C : C’est assez symbolique, mais à quand la fin des sacs plastiques pour transporter les raquettes des joueurs ?

V.F.G.-R. : Dès cette année. Il y a encore trois ou quatre ans, il y aurait peut-être eu des mécontents mais là non. C’est un déchet qui est parfois utilisé trente secondes, entre le moment où l’on corde la raquette et où on l’amène au joueur. Ce n’est plus acceptable.

 

C : Et les bouteilles en plastique ?

V.F.G.-R. : Nous ne sommes pas encore en mesure de remplacer ces bouteilles. Nous avons un partenaire boisson aujourd’hui dont l’objectif est de recycler les bouteilles en plastique à 100 %. Ce partenaire s’améliore d’année en année.

 

C : La question écologique interroge la logique de croissance des événements sportifs. Est-ce une question que vous vous posez vraiment ?

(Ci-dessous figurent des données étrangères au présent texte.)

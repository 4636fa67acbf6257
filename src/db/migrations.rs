// src/db/migrations.rs
//
// Database schema initialization and migrations
//
// PRINCIPLES:
// - Explicit schema versions
// - No automatic migrations
// - Idempotent: safe to call on every startup

use rusqlite::Connection;

use crate::error::{AppError, AppResult};

/// Current schema version
const CURRENT_SCHEMA_VERSION: i32 = 1;

/// Initialize the database schema.
///
/// Checks the recorded schema version and applies the initial schema on a
/// fresh database. Newer-than-supported versions are refused.
pub fn initialize_database(conn: &Connection) -> AppResult<()> {
    let current_version = get_schema_version(conn)?;

    if current_version == 0 {
        apply_initial_schema(conn)?;
        set_schema_version(conn, CURRENT_SCHEMA_VERSION)?;
    } else if current_version < CURRENT_SCHEMA_VERSION {
        return Err(AppError::Other(format!(
            "Schema version {} is outdated. Expected {}. Manual migration required.",
            current_version, CURRENT_SCHEMA_VERSION
        )));
    } else if current_version > CURRENT_SCHEMA_VERSION {
        return Err(AppError::Other(format!(
            "Schema version {} is newer than supported {}. Update the application.",
            current_version, CURRENT_SCHEMA_VERSION
        )));
    }

    Ok(())
}

/// Returns 0 when the version table does not exist yet (fresh database).
fn get_schema_version(conn: &Connection) -> AppResult<i32> {
    let table_exists: bool = conn
        .query_row(
            "SELECT EXISTS(SELECT 1 FROM sqlite_master WHERE type='table' AND name='schema_version')",
            [],
            |row| row.get(0),
        )
        .map_err(AppError::Database)?;

    if !table_exists {
        return Ok(0);
    }

    conn.query_row("SELECT version FROM schema_version LIMIT 1", [], |row| {
        row.get(0)
    })
    .map_err(AppError::Database)
}

fn set_schema_version(conn: &Connection, version: i32) -> AppResult<()> {
    conn.execute_batch(
        "CREATE TABLE IF NOT EXISTS schema_version (version INTEGER NOT NULL);
         DELETE FROM schema_version;",
    )?;
    conn.execute("INSERT INTO schema_version (version) VALUES (?1)", [version])?;
    Ok(())
}

fn apply_initial_schema(conn: &Connection) -> AppResult<()> {
    conn.execute_batch(
        "
        CREATE TABLE IF NOT EXISTS movies (
            id              TEXT PRIMARY KEY,
            title           TEXT NOT NULL,
            release_year    INTEGER,
            genres          TEXT NOT NULL DEFAULT '[]',
            overview        TEXT,
            runtime         INTEGER,
            language        TEXT,
            tmdb_rating     REAL,
            tmdb_vote_count INTEGER,
            popularity      REAL,
            imdb_id         TEXT UNIQUE,
            imdb_rating     REAL,
            imdb_vote_count INTEGER,
            imdb_scraped_at TEXT,
            rt_slug         TEXT,
            rt_tomatometer  REAL,
            created_at      TEXT NOT NULL,
            updated_at      TEXT NOT NULL,
            UNIQUE (title, release_year)
        );
        CREATE INDEX IF NOT EXISTS idx_movies_title ON movies (title);
        CREATE INDEX IF NOT EXISTS idx_movies_year ON movies (release_year);

        CREATE TABLE IF NOT EXISTS reviews (
            id            TEXT PRIMARY KEY,
            movie_id      TEXT NOT NULL REFERENCES movies (id) ON DELETE CASCADE,
            source        TEXT NOT NULL,
            source_id     TEXT NOT NULL UNIQUE,
            category      TEXT NOT NULL,
            text          TEXT NOT NULL,
            rating        REAL,
            title         TEXT,
            author        TEXT,
            published_at  TEXT,
            upvotes       INTEGER NOT NULL DEFAULT 0,
            downvotes     INTEGER NOT NULL DEFAULT 0,
            length_chars  INTEGER NOT NULL,
            word_count    INTEGER NOT NULL,
            scraped_at    TEXT NOT NULL
        );
        CREATE INDEX IF NOT EXISTS idx_reviews_movie ON reviews (movie_id);
        CREATE INDEX IF NOT EXISTS idx_reviews_source ON reviews (source);

        CREATE TABLE IF NOT EXISTS scrape_logs (
            id               INTEGER PRIMARY KEY AUTOINCREMENT,
            movie_id         TEXT,
            source           TEXT NOT NULL,
            status           TEXT NOT NULL,
            items_collected  INTEGER NOT NULL DEFAULT 0,
            duration_seconds REAL,
            error_message    TEXT,
            logged_at        TEXT NOT NULL
        );
        CREATE INDEX IF NOT EXISTS idx_logs_source ON scrape_logs (source);
        ",
    )?;
    Ok(())
}
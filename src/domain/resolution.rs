// src/domain/resolution.rs
//
// Value objects produced by identifier resolution.
//
// INVARIANTS:
// - All fields are immutable
// - resolved_via records truthfully which cascade stage produced the match
// - CandidateResult is ephemeral and never persisted

use serde::{Deserialize, Serialize};

/// The live sources reviews are scraped from.
#[derive(Debug, Clone, Copy, PartialEq, Eq, Hash, Serialize, Deserialize)]
#[serde(rename_all = "snake_case")]
pub enum ReviewSource {
    Imdb,
    RottenTomatoes,
}

impl std::fmt::Display for ReviewSource {
    fn fmt(&self, f: &mut std::fmt::Formatter<'_>) -> std::fmt::Result {
        match self {
            ReviewSource::Imdb => write!(f, "imdb"),
            ReviewSource::RottenTomatoes => write!(f, "rotten_tomatoes"),
        }
    }
}

/// Which cascade stage produced a source identifier.
#[derive(Debug, Clone, Copy, PartialEq, Eq, Serialize, Deserialize)]
#[serde(rename_all = "snake_case")]
pub enum ResolvedVia {
    /// Exact search hit on the source's own search
    Exact,

    /// Fuzzy match over the search result candidates
    Fuzzy,

    /// Identifier derived from the title text alone, without a search hit
    GeneratedFallback,
}

impl std::fmt::Display for ResolvedVia {
    fn fmt(&self, f: &mut std::fmt::Formatter<'_>) -> std::fmt::Result {
        match self {
            ResolvedVia::Exact => write!(f, "exact"),
            ResolvedVia::Fuzzy => write!(f, "fuzzy"),
            ResolvedVia::GeneratedFallback => write!(f, "generated_fallback"),
        }
    }
}

/// Confidence that a resolved identifier really is the queried movie.
#[derive(Debug, Clone, Copy, Serialize, Deserialize)]
pub struct MatchConfidence {
    score: f64,
}

impl MatchConfidence {
    /// Creates a new confidence score, clamped to [0.0, 1.0]
    pub fn new(score: f64) -> Self {
        Self {
            score: score.clamp(0.0, 1.0),
        }
    }

    pub fn score(&self) -> f64 {
        self.score
    }

    /// Confidence assigned to exact search hits
    pub fn exact() -> Self {
        Self::new(1.0)
    }

    /// Confidence assigned to generated-fallback identifiers, which are
    /// never validated against a search result
    pub fn fallback() -> Self {
        Self::new(0.3)
    }
}

impl PartialEq for MatchConfidence {
    fn eq(&self, other: &Self) -> bool {
        (self.score - other.score).abs() < f64::EPSILON
    }
}

impl std::fmt::Display for MatchConfidence {
    fn fmt(&self, f: &mut std::fmt::Formatter<'_>) -> std::fmt::Result {
        write!(f, "{:.2}", self.score)
    }
}

/// A stable per-source movie identifier, plus how we got it.
/// One per (movie, source); absence means resolution definitively failed,
/// which is a valid terminal outcome rather than an error.
#[derive(Debug, Clone, PartialEq, Serialize, Deserialize)]
pub struct SourceIdentifier {
    pub source: ReviewSource,

    /// IMDb title id ("tt1375666") or Rotten Tomatoes slug ("the_matrix")
    pub external_id: String,

    pub match_confidence: MatchConfidence,

    pub resolved_via: ResolvedVia,
}

impl SourceIdentifier {
    pub fn exact(source: ReviewSource, external_id: String) -> Self {
        Self {
            source,
            external_id,
            match_confidence: MatchConfidence::exact(),
            resolved_via: ResolvedVia::Exact,
        }
    }

    pub fn fuzzy(source: ReviewSource, external_id: String, score: f64) -> Self {
        Self {
            source,
            external_id,
            match_confidence: MatchConfidence::new(score),
            resolved_via: ResolvedVia::Fuzzy,
        }
    }

    pub fn generated(source: ReviewSource, external_id: String) -> Self {
        Self {
            source,
            external_id,
            match_confidence: MatchConfidence::fallback(),
            resolved_via: ResolvedVia::GeneratedFallback,
        }
    }
}

/// One row of a search results page, before matching.
/// Ephemeral: lives only while a results page is being scanned.
#[derive(Debug, Clone, PartialEq)]
pub struct CandidateResult {
    pub display_title: String,
    pub external_id: String,
    pub year: Option<i32>,
}

#[cfg(test)]
mod tests {
    use super::*;

    #[test]
    fn test_confidence_clamping() {
        assert_eq!(MatchConfidence::new(1.5).score(), 1.0);
        assert_eq!(MatchConfidence::new(-0.2).score(), 0.0);
        assert_eq!(MatchConfidence::new(0.72).score(), 0.72);
    }

    #[test]
    fn test_constructors_record_stage_truthfully() {
        let exact = SourceIdentifier::exact(ReviewSource::Imdb, "tt0133093".to_string());
        assert_eq!(exact.resolved_via, ResolvedVia::Exact);
        assert_eq!(exact.match_confidence.score(), 1.0);

        let fuzzy = SourceIdentifier::fuzzy(ReviewSource::Imdb, "tt0133093".to_string(), 0.72);
        assert_eq!(fuzzy.resolved_via, ResolvedVia::Fuzzy);
        assert_eq!(fuzzy.match_confidence.score(), 0.72);

        let generated =
            SourceIdentifier::generated(ReviewSource::RottenTomatoes, "the_matrix".to_string());
        assert_eq!(generated.resolved_via, ResolvedVia::GeneratedFallback);
    }

    #[test]
    fn test_source_display() {
        assert_eq!(ReviewSource::Imdb.to_string(), "imdb");
        assert_eq!(ReviewSource::RottenTomatoes.to_string(), "rotten_tomatoes");
    }
}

V.F.G.-R. : Honnêtement, ce n’est pas encore le cas. Mais oui, c’est une question qu’on va devoir se poser. Je tiens à souligner que Roland-Garros, en restant dans la ville, n’a pas cherché le gigantisme. Les flux de spectateurs sont réduits grâce à tous les transports en commun accessibles. Cela étant, il ne faut pas oublier que le sport a un impact positif sur la société. Ce serait ridicule de se priver de son rayonnement international.

 

C : Êtes-vous optimiste quant à la capacité du monde du tennis à changer son comportement ?

V.F.G.-R. : Le contexte est difficile car il y a une urgence climatique grave, mais on ne peut pas dire que les choses ne changent pas. Je suis à ce poste depuis 2013 et j’observe que l’évolution des mentalités est impressionnante. On ne peut plus se permettre de ne pas avoir de stratégie sur le sujet. Les joueurs sont de plus en plus impliqués : l’évolution est claire depuis deux ou trois ans. Les partenaires et les marques sont aussi des moteurs. Elles viennent nous voir pour continuer à s’améliorer. Elles vont jouer un rôle majeur car elles ont tous les outils pour innover.

© Ewout Pahud

La petite balle verte ?

Dans la gueule d’un chien, sous les pieds d’une chaise ou à l’arrière d’une voiture, toutes les balles de tennis n’ont pas la « chance » de connaître une deuxième vie. Si elle stimule parfois l’imagination du joueur du dimanche, la question du recyclage des balles usagées pose un sérieux problème environnemental. On estime en effet à 360 millions le nombre de balles produites chaque année dans le monde et à plusieurs siècles le temps de dégradation d’une balle dans la nature. Composée d’un noyau en caoutchouc et de feutrine, la balle de tennis est un « déchet non conventionnel potentiellement recyclable », qui n’a donc pas vocation à terminer dans une poubelle classique, la poubelle verte pour les intimes. Alors que faire de ses vieilles balles ? 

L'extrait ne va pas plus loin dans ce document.